- Exercise brief: For the word "transport", state how many lines of the records include it, with no other text.

Items from a dataset
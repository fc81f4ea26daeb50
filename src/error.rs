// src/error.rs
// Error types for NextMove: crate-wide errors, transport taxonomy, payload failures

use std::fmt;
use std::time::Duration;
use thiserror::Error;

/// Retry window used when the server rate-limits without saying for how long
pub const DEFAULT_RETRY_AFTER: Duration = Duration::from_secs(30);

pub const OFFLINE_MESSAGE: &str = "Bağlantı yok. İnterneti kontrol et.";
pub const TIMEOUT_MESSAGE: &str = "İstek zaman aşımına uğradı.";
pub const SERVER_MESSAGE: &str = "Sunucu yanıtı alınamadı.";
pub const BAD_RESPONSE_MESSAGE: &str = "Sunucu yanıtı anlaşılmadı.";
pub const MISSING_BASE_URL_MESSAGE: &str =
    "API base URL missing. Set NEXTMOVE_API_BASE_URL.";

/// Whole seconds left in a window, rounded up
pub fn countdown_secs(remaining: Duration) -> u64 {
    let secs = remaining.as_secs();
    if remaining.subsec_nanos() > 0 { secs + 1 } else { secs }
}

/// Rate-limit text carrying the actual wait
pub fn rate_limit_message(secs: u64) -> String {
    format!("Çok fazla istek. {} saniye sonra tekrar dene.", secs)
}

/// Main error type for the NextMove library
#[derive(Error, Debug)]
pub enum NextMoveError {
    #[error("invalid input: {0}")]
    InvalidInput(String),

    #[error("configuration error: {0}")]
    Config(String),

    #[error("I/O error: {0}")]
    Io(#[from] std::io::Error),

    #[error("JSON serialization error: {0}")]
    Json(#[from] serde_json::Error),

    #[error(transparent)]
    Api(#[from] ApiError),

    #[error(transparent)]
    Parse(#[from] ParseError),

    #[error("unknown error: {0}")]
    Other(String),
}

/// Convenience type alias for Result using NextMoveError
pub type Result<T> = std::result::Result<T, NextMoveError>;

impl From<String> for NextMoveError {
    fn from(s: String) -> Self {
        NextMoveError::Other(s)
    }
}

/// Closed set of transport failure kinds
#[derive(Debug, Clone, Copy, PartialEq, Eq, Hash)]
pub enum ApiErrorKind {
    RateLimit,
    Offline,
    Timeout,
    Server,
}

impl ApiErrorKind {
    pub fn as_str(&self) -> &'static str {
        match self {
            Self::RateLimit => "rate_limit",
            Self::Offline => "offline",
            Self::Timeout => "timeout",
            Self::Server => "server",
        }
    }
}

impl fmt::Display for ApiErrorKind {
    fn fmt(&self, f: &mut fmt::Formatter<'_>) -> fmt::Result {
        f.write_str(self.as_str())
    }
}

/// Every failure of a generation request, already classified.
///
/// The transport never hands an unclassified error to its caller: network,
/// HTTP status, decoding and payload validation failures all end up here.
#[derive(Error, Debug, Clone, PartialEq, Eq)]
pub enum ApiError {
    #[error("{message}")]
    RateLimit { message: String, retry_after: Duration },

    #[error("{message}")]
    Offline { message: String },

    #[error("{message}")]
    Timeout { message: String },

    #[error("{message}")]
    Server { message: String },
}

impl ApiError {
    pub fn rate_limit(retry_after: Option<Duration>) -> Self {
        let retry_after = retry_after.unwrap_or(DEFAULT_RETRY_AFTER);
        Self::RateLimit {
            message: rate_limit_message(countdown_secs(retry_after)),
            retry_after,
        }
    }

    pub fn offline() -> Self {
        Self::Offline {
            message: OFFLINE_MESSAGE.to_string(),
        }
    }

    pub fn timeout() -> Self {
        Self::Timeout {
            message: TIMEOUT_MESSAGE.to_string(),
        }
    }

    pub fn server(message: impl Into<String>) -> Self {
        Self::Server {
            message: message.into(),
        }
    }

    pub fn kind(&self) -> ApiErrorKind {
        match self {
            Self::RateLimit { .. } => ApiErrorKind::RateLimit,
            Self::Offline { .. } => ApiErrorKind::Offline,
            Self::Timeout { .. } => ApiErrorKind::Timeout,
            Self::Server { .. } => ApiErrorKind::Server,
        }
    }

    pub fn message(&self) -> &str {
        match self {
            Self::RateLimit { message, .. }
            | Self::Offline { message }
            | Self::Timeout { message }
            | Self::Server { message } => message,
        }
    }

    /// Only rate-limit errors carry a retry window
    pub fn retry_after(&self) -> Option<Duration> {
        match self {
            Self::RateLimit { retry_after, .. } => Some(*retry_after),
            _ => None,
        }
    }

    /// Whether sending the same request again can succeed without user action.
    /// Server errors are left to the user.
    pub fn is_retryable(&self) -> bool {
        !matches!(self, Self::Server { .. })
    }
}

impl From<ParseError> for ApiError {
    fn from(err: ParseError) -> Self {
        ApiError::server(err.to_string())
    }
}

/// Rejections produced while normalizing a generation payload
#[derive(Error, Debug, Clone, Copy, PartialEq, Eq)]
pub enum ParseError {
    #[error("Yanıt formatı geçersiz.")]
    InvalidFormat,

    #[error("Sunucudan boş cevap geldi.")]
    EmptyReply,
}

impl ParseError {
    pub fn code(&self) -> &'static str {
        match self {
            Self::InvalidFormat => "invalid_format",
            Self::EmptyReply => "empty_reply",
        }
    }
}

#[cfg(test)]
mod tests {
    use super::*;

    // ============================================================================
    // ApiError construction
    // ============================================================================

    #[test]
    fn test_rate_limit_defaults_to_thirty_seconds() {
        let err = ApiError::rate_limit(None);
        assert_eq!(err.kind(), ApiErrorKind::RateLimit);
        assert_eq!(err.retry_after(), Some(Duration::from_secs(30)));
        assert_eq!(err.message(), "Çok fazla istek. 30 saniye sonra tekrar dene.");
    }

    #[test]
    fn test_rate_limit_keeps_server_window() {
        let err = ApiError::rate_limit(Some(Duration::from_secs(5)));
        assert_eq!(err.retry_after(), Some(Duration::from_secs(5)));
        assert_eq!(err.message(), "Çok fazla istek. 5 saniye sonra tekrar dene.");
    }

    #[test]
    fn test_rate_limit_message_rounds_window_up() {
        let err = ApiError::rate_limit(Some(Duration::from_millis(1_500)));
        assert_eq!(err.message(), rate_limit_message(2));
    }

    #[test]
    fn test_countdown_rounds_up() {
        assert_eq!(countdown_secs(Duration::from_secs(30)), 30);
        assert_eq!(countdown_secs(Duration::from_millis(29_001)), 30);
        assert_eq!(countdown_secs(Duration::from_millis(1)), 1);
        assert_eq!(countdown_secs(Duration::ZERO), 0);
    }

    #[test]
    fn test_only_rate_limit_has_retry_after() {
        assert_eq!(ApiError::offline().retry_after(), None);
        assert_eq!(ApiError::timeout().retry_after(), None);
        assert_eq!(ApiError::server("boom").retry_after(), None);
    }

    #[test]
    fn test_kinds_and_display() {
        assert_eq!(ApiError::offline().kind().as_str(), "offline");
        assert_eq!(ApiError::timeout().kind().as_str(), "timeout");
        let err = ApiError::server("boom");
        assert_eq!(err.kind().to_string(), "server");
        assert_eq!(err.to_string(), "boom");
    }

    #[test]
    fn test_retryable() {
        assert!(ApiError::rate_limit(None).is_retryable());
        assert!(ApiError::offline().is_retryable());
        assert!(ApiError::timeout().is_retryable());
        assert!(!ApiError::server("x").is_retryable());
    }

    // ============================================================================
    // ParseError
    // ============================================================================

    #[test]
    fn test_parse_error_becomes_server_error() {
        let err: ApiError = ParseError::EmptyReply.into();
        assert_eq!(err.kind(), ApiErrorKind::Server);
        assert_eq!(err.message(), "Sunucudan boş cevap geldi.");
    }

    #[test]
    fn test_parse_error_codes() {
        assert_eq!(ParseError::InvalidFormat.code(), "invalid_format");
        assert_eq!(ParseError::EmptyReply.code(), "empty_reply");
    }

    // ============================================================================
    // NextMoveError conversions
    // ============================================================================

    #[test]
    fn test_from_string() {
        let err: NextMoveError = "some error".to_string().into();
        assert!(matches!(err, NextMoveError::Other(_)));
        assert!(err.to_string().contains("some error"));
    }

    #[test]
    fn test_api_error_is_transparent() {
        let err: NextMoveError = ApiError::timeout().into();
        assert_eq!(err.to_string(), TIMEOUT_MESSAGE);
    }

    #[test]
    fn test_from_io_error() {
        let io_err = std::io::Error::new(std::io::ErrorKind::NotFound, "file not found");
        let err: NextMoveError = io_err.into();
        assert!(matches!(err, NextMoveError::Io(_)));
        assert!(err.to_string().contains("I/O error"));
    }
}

- Written reply: 3